- Major Harker c.1918
- Born: 12 May 1891 Prestwich, Lancashire, England
- Died: 27 February 1919 (aged 27) Tidworth Barracks Hospital, Hampshire, England
- Buried: Southern Cemetery, Manchester, Lancashire 53°25′45″N 2°15′32″W﻿ / ﻿53.42917°N 2.25889°W
- Allegiance: United Kingdom
- Branch: British Army Royal Air Force
- Service years: 1916–1919
- Rank: Major
- Unit: No. 5 Reserve Squadron No. 57 Squadron RFC No. 2 School of Navigation and Bomb Dropping
- Conflicts: World War I Western Front; ;
- Awards: Military Cross

= Howard Harker =

British World War I flying ace

Major Howard Redmayne Harker (12 May 1891 – 27 February 1919) was a British World War I flying ace credited with five aerial victories.

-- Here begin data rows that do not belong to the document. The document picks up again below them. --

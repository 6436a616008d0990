use std::fmt;

use crate::base::Key;

pub type Result<T> = std::result::Result<T, Error>;

#[derive(Debug)]
pub enum Error {
    /// Underlying file or mmap failure, surfaced verbatim.
    Io(std::io::Error),
    /// Header carries a format version this build does not understand.
    UnsupportedVersion(u32),
    /// Header offsets or block contents do not describe a well-formed file.
    CorruptLayout(String),
    /// Metadata or groups directory is not valid JSON.
    MetadataParse(serde_json::Error),
    /// Key out of range, tombstoned, or excluded by the open-time restriction.
    UnknownKey(Key),
    /// Group name not present in the directory.
    UnknownGroup(String),
    /// Group references a key that is not live in the lookup table.
    DanglingKey { group: String, key: Key },
    /// Key space exhausted (keys are u32).
    OutOfKeys,
}

impl fmt::Display for Error {
    fn fmt(&self, f: &mut fmt::Formatter<'_>) -> fmt::Result {
        match self {
            Error::Io(e) => write!(f, "I/O error: {}", e),
            Error::UnsupportedVersion(v) => write!(f, "Unsupported format version: {}", v),
            Error::CorruptLayout(msg) => write!(f, "Corrupt layout: {}", msg),
            Error::MetadataParse(e) => write!(f, "Metadata parse error: {}", e),
            Error::UnknownKey(key) => write!(f, "Unknown key: {}", key),
            Error::UnknownGroup(name) => write!(f, "Unknown group: {}", name),
            Error::DanglingKey { group, key } => {
                write!(f, "Group {:?} references nonexistent key {}", group, key)
            }
            Error::OutOfKeys => write!(f, "Key space exhausted"),
        }
    }
}

impl std::error::Error for Error {}

impl From<std::io::Error> for Error {
    fn from(err: std::io::Error) -> Self {
        Error::Io(err)
    }
}

impl From<serde_json::Error> for Error {
    fn from(err: serde_json::Error) -> Self {
        Error::MetadataParse(err)
    }
}
use std::collections::{BTreeMap, BTreeSet};

use byteorder::{ByteOrder, LittleEndian, WriteBytesExt};
use serde::{Deserialize, Serialize};

use crate::base::{BufLoc, Key, Payload};
use crate::error::{Error, Result};

/// Directory record naming one group's key-set payload. `offset` is
/// relative to the end of the directory header.
#[derive(Debug, Serialize, Deserialize)]
struct DirEntry {
    name: String,
    offset: u32,
    length: u32,
}

/// A named set of keys. Groups reference entries, they never own them;
/// a key may appear in any number of groups.
#[derive(Debug, Clone)]
pub struct Group {
    name: String,
    pub(crate) keys: Payload<BTreeSet<Key>>,
}

impl Group {
    pub fn name(&self) -> &str {
        &self.name
    }

    /// `None` until fetched.
    pub fn keys(&self) -> Option<&BTreeSet<Key>> {
        self.keys.get()
    }

    pub fn is_loaded(&self) -> bool {
        self.keys.is_loaded()
    }
}

/// The group table: an eagerly read directory over lazily fetched key
/// sets. Name order is the directory order, which keeps repeat saves
/// byte-identical.
#[derive(Debug, Default)]
pub struct Groups {
    entries: BTreeMap<String, Group>,
}

impl Groups {
    pub fn new() -> Self {
        Groups::default()
    }

    pub fn len(&self) -> usize {
        self.entries.len()
    }

    pub fn is_empty(&self) -> bool {
        self.entries.is_empty()
    }

    pub fn contains(&self, name: &str) -> bool {
        self.entries.contains_key(name)
    }

    /// Group names in lexicographic order.
    pub fn list(&self) -> Vec<&str> {
        self.entries.keys().map(String::as_str).collect()
    }

    pub fn get(&self, name: &str) -> Result<&Group> {
        self.entries
            .get(name)
            .ok_or_else(|| Error::UnknownGroup(name.to_string()))
    }

    /// Union the keys into the named group, creating it if absent. The
    /// caller validates the keys and loads the group's payload first.
    pub(crate) fn insert_keys(&mut self, name: &str, keys: impl IntoIterator<Item = Key>) {
        let group = self.entries.entry(name.to_string()).or_insert_with(|| Group {
            name: name.to_string(),
            keys: Payload::Loaded(BTreeSet::new()),
        });
        group
            .keys
            .get_mut()
            .expect("group payload should be loaded before mutation")
            .extend(keys);
    }

    /// Load the named groups' key sets out of the groups block.
    /// Already-loaded groups are left alone.
    pub(crate) fn fetch(&mut self, block: &[u8], names: &[String], table_len: usize) -> Result<()> {
        for name in names {
            let group = self
                .entries
                .get_mut(name.as_str())
                .ok_or_else(|| Error::UnknownGroup(name.clone()))?;

            let Some(loc) = group.keys.loc() else {
                continue;
            };

            let payload = loc.slice(block)?;
            if payload.len() % 4 != 0 {
                return Err(Error::CorruptLayout(format!(
                    "group {:?} payload of {} bytes is not a multiple of 4",
                    name,
                    payload.len()
                )));
            }

            let mut keys = BTreeSet::new();
            for chunk in payload.chunks_exact(4) {
                let key = LittleEndian::read_u32(chunk);
                if key as usize >= table_len {
                    return Err(Error::DanglingKey {
                        group: name.clone(),
                        key,
                    });
                }
                keys.insert(key);
            }
            group.keys = Payload::Loaded(keys);
        }
        Ok(())
    }

    /// Names of every group whose payload is still unloaded.
    pub(crate) fn unloaded_names(&self) -> Vec<String> {
        self.entries
            .values()
            .filter(|group| !group.is_loaded())
            .map(|group| group.name.clone())
            .collect()
    }

    /// Union of the named groups' key sets. All named groups must have
    /// been fetched.
    pub(crate) fn union_keys(&self, names: &[String]) -> Result<BTreeSet<Key>> {
        let mut out = BTreeSet::new();
        for name in names {
            let group = self.get(name)?;
            let keys = group
                .keys()
                .expect("group payload should be loaded before union");
            out.extend(keys.iter().copied());
        }
        Ok(out)
    }

    /// Decode the directory. Key-set payloads stay unloaded; their
    /// locations are rebased to the block start.
    pub(crate) fn load(block: &[u8]) -> Result<Self> {
        if block.is_empty() {
            return Ok(Groups::default());
        }
        if block.len() < 4 {
            return Err(Error::CorruptLayout(
                "groups block too short for its directory header".to_string(),
            ));
        }

        let dir_len = LittleEndian::read_u32(&block[..4]) as usize;
        let payload_base = 4 + dir_len;
        if payload_base > block.len() {
            return Err(Error::CorruptLayout(format!(
                "groups directory of {} bytes exceeds block of {} bytes",
                dir_len,
                block.len()
            )));
        }

        let dir: Vec<DirEntry> = serde_json::from_slice(&block[4..payload_base])?;

        let mut entries = BTreeMap::new();
        for record in dir {
            let loc = BufLoc::new(payload_base as u32 + record.offset, record.length);
            if loc.end() > block.len() as u64 {
                return Err(Error::CorruptLayout(format!(
                    "group {:?} payload exceeds the groups block",
                    record.name
                )));
            }
            entries.insert(
                record.name.clone(),
                Group {
                    name: record.name,
                    keys: Payload::Unloaded(loc),
                },
            );
        }

        Ok(Groups { entries })
    }

    /// Serialize the directory and payloads. Key sets dump deduplicated
    /// and sorted; an empty table dumps to nothing. All payloads must
    /// have been fetched.
    pub(crate) fn dump(&self) -> Vec<u8> {
        if self.entries.is_empty() {
            return Vec::new();
        }

        let mut payloads = Vec::new();
        let mut dir = Vec::with_capacity(self.entries.len());
        for group in self.entries.values() {
            let keys = group
                .keys()
                .expect("group payload should be loaded before dump");
            let offset = payloads.len() as u32;
            for key in keys {
                payloads.write_u32::<LittleEndian>(*key).expect("vec write");
            }
            dir.push(DirEntry {
                name: group.name.clone(),
                offset,
                length: (keys.len() * 4) as u32,
            });
        }

        let dir_json = serde_json::to_vec(&dir).expect("directory serialization");
        let mut buf = Vec::with_capacity(4 + dir_json.len() + payloads.len());
        buf.write_u32::<LittleEndian>(dir_json.len() as u32).expect("vec write");
        buf.extend_from_slice(&dir_json);
        buf.extend_from_slice(&payloads);
        buf
    }
}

==Early life and education==
Howard Harker was born in Prestwich, Lancashire, the son of the architect John Dent Harker (1860–1933). He attended the Lawrence House School in St. Annes-on-Sea, and the Rossall School in Fleetwood, before graduating from Manchester University.

==Flying career==
From 1913, Harker was employed at the Royal Aircraft Factory at Farnborough, Hampshire. In February 1915 he made a memorable arrival at Hendon Aerodrome in a new B.E.2c biplane flown by Frank Goodden, who treated the assembled crowd to an impromptu display of aerial acrobatics before landing.

Harker was commissioned in the Royal Flying Corps as a temporary second lieutenant (on probation) on 15 April 1916. He was posted to No. 5 Reserve Squadron from 2 May until the day after receiving the Royal Aero Club Aviator's Certificate No. 2945, following his flight in a Maurice Farman biplane at the Military Flying School at Birmingham on 18 May. He was appointed a flying officer on 22 June, and confirmed in his rank on 11 July.

Harker was posted No. 57 Squadron, primarily a bomber and reconnaissance unit, in France. He gained his first victory, while flying a F.E.2d on 24 March 1917, by driving down 'out of control' an Albatros D.II east of Lens. He was appointed a flight commander with the rank of acting-captain on 6 April. In May his squadron was re-equipped with the DH.4, in which on 18 June he destroyed an Albatros D.III south of Houthulst. He was promoted to the rank of lieutenant on 1 July 1917. His remaining three victories were against Albatros D.Vs; on 17 July over Roulers, on 28 July over Ingelmunster, and on 21 August over Ledeghem–Menin.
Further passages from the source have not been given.